The idea is that babies who are born in late December and January will thrive in the cold.
But is that true?
Can babies born in early December and February survive in colder climates?
The answer is yes.
According to the Royal Society for the Prevention of Cruelty to Animals, babies born at the beginning of December are at a higher risk of contracting the coronavirus.
But the study found no evidence to suggest babies born after 1 February were more likely to be exposed to the virus.
What does this mean for babies born earlier in the month?
As with most aspects of health, it depends on what is happening in the body at the time.
If a baby is born in December, it will likely be colder.
The same goes for babies who were born in January.
However, the risk of getting the virus is higher if the baby was born in March or later.
This is because the risk increases when the baby is still in the mother’s body.
But that does not mean that babies are not protected from the virus as the average length of stay in the incubator is only 1.5 days.
This means that if the incubators in which a baby was given the vaccine was still in use, there is a 90% chance that the virus will remain in the baby even if the mother dies.
If the incubation is stopped, the chance of infection is reduced.
So the risk does not increase with age.
But if a baby has been in the womb and the mother has died, the incubatory period in the newborn is shorter.
This can make it more difficult to catch the virus in the uterus and in the blood stream.
The Royal Society says this is a risk for older babies, who may be at greater risk if they are older than the average age of infection.

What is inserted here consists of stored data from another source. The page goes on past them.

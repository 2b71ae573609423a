//! Image encoding pipeline for Mailfit.
//!
//! This module provides functionality for:
//! - Encoding RGB pixel data to JPEG with a canvas-style quality knob
//!
//! # Architecture
//!
//! The encoder is a stateless function the compressor calls once per quality
//! attempt. Quality is expressed on the 0.0-1.0 scale the browser's
//! `canvas.toBlob` uses, so configuration values survive the trip from JS
//! unchanged.

mod jpeg;

pub use jpeg::{encode_jpeg, EncodeError};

If you’re pregnant or planning to become pregnant and want to know how the risk is changing over time, see our guide to the coronave virus.

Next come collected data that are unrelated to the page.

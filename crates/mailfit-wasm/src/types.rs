//! WASM-compatible wrapper types for image data.
//!
//! This module provides JavaScript-friendly types that wrap the core Mailfit
//! types, handling the conversion between Rust and JavaScript data
//! representations.

use js_sys::Uint8Array;
use mailfit_core::compress::CompressedImage;
use mailfit_core::decode::SourceImage;
use wasm_bindgen::prelude::*;

/// A decoded image wrapper for JavaScript.
///
/// Wraps the core `SourceImage` and exposes dimensions and pixel data to JS.
///
/// # Memory Management
///
/// The pixel data lives in WASM memory; `pixels()` copies it out as a
/// `Uint8Array`. wasm-bindgen's finalizer releases the WASM-side buffer when
/// the JS wrapper is collected.
#[wasm_bindgen]
pub struct JsSourceImage {
    width: u32,
    height: u32,
    pixels: Vec<u8>,
}

#[wasm_bindgen]
impl JsSourceImage {
    /// Create a new JsSourceImage from dimensions and pixel data.
    ///
    /// # Arguments
    /// * `width` - Image width in pixels
    /// * `height` - Image height in pixels
    /// * `pixels` - RGB pixel data (3 bytes per pixel, row-major order)
    #[wasm_bindgen(constructor)]
    pub fn new(width: u32, height: u32, pixels: Vec<u8>) -> JsSourceImage {
        JsSourceImage {
            width,
            height,
            pixels,
        }
    }

    /// Get the image width in pixels
    #[wasm_bindgen(getter)]
    pub fn width(&self) -> u32 {
        self.width
    }

    /// Get the image height in pixels
    #[wasm_bindgen(getter)]
    pub fn height(&self) -> u32 {
        self.height
    }

    /// Get the number of bytes in the pixel buffer (width * height * 3 for RGB)
    #[wasm_bindgen(getter)]
    pub fn byte_length(&self) -> usize {
        self.pixels.len()
    }

    /// Returns RGB pixel data as Uint8Array.
    ///
    /// Note: This creates a copy of the pixel data.
    pub fn pixels(&self) -> Vec<u8> {
        self.pixels.clone()
    }
}

impl JsSourceImage {
    /// Create a JsSourceImage from a core SourceImage.
    pub(crate) fn from_source(img: SourceImage) -> Self {
        Self {
            width: img.width,
            height: img.height,
            pixels: img.pixels,
        }
    }

    /// Convert back to a core SourceImage.
    ///
    /// Note: This clones the pixel data.
    pub(crate) fn to_source(&self) -> SourceImage {
        SourceImage {
            width: self.width,
            height: self.height,
            pixels: self.pixels.clone(),
        }
    }
}

/// A compressed image result for JavaScript.
///
/// Carries the encoded JPEG bytes plus the quality and dimensions the
/// accepted attempt landed on, so the caller can report what was delivered.
#[wasm_bindgen]
pub struct JsCompressedImage {
    bytes: Vec<u8>,
    quality: f32,
    width: u32,
    height: u32,
}

#[wasm_bindgen]
impl JsCompressedImage {
    /// The encoded JPEG bytes as a Uint8Array (copied out of WASM memory).
    #[wasm_bindgen(getter)]
    pub fn bytes(&self) -> Uint8Array {
        Uint8Array::from(self.bytes.as_slice())
    }

    /// Size of the encoded output in bytes.
    #[wasm_bindgen(getter)]
    pub fn byte_length(&self) -> usize {
        self.bytes.len()
    }

    /// Quality of the accepted encode attempt (0.0-1.0).
    #[wasm_bindgen(getter)]
    pub fn quality(&self) -> f32 {
        self.quality
    }

    /// Output width in pixels.
    #[wasm_bindgen(getter)]
    pub fn width(&self) -> u32 {
        self.width
    }

    /// Output height in pixels.
    #[wasm_bindgen(getter)]
    pub fn height(&self) -> u32 {
        self.height
    }
}

impl JsCompressedImage {
    /// Create a JsCompressedImage from a core result.
    pub(crate) fn from_compressed(result: CompressedImage) -> Self {
        Self {
            bytes: result.bytes,
            quality: result.quality,
            width: result.width,
            height: result.height,
        }
    }

    /// Borrow the encoded bytes without the Uint8Array copy.
    pub(crate) fn raw_bytes(&self) -> &[u8] {
        &self.bytes
    }
}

Do babies get the virus from people who are exposed to it?
In theory, babies can be exposed at any time.
However there are exceptions to this rule, which can mean the mother is exposed in a hospital and not at home, or in the care of a relative or friends.
The most common way to get the coronovirus is through direct contact with infected people.
If someone who is not in close contact with a sick person is exposed to someone who has been exposed to coronaviruses, the virus can spread from person to person.
The UK has been particularly affected by the coronaves, which are spreading from Australia and New Zealand.
Some coronavire cases have been traced back to overseas.
If people who have been exposed have not been tested, the chances of getting infected from direct contact are small.
What can I do to protect myself?
If you or someone you know has had contact with someone who had contact by way of direct contact, you need to do all you can to protect yourself.
Keep yourself away from the person and keep away from any close contact, whether they are related or not.
Talk to your doctor if you think you or anyone you know is at risk.
You can also talk to your GP, who can check your vaccination status and tell you if you should get vaccinated.
If possible, get tested for the virus yourself and get a full blood count.
If your body doesn’t have the virus, contact your GP to see if you have symptoms of infection or if you are at risk of catching the virus if you aren’t tested.
It’s also worth taking regular steps to keep yourself and others safe.
These include washing your hands and getting rid of any personal items you find around the house, washing your face and neck regularly and taking precautions when using contact lenses.
If this sounds like something you can do, check out our guide for what to do if you or a family member is infected.